** Opening Provided entries block **

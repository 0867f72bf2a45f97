// SPDX-License-Identifier: MPL-2.0

//! Rasterises the window contents: the animation with the two shade panels on top.

use crate::{
    geometry::{Point, Region, Size},
    gpu::{DrawContext, GpuError, TRANSPARENT},
    shade::{Panel, ShadePanels},
};

/// Everything drawn into the window for one presentation.
pub struct Scene<'a, T> {
    pub size: Size,
    pub animation: Option<&'a T>,
    pub shade: Option<&'a T>,
    pub panels: &'a ShadePanels,
}

/// Draw `scene` into `target`, which must be at least `scene.size`.
pub fn render<C: DrawContext>(
    ctx: &mut C,
    target: &C::Texture,
    scene: &Scene<'_, C::Texture>,
) -> Result<(), GpuError> {
    ctx.clear(target, TRANSPARENT)?;

    if let Some(animation) = scene.animation {
        ctx.draw_image(target, animation, Point::default())?;
    }

    if let Some(shade) = scene.shade {
        for (dest, region) in panel_copies(scene.size, scene.panels) {
            ctx.copy_region(target, dest, shade, region)?;
        }
    }
    Ok(())
}

/// The parts of the shade visible through each panel, clipped to the window.
///
/// The left panel spans `width / 2` columns and the right one the rest, so
/// at rest they tile the window even for odd widths.
pub fn panel_copies(size: Size, panels: &ShadePanels) -> Vec<((u32, u32), Region)> {
    let split = size.width / 2;
    [(&panels.left, split), (&panels.right, size.width - split)]
        .into_iter()
        .filter_map(|(panel, width)| visible_part(size, panel, width))
        .collect()
}

fn visible_part(size: Size, panel: &Panel, panel_width: u32) -> Option<((u32, u32), Region)> {
    let panel_x = (panel.relative_offset_x * size.width as f32).floor() as i64;
    let (dest_x, src_x, width) = span(size.width, panel_x, panel_width, panel.brush.x)?;
    let (dest_y, src_y, height) = span(size.height, 0, size.height, panel.brush.y)?;
    Some(((dest_x, dest_y), Region::new(src_x, src_y, width, height)))
}

/// One axis of a panel: the panel starts at `panel_pos` on the window and is
/// `panel_len` long; the shade is shifted by `brush` within it. Returns the
/// destination start, source start and length of the visible overlap.
fn span(extent: u32, panel_pos: i64, panel_len: u32, brush: f32) -> Option<(u32, u32, u32)> {
    let extent = i64::from(extent);
    let src_start = (-brush).floor() as i64;

    let mut src_lo = src_start.max(0);
    let mut src_hi = (src_start + i64::from(panel_len)).min(extent);

    let mut dest_lo = panel_pos + (src_lo - src_start);
    if dest_lo < 0 {
        src_lo -= dest_lo;
        dest_lo = 0;
    }
    let overflow = dest_lo + (src_hi - src_lo) - extent;
    if overflow > 0 {
        src_hi -= overflow;
    }

    (src_hi > src_lo).then(|| (dest_lo as u32, src_lo as u32, (src_hi - src_lo) as u32))
}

** Closing Provided entries block **

What you need to do:
Repeat exactly the lines above, starting with the line that contains "dest_lo = 0;" and ending with the last line, both included, and nothing else.

Your response:
        dest_lo = 0;
    }
    let overflow = dest_lo + (src_hi - src_lo) - extent;
    if overflow > 0 {
        src_hi -= overflow;
    }

    (src_hi > src_lo).then(|| (dest_lo as u32, src_lo as u32, (src_hi - src_lo) as u32))
}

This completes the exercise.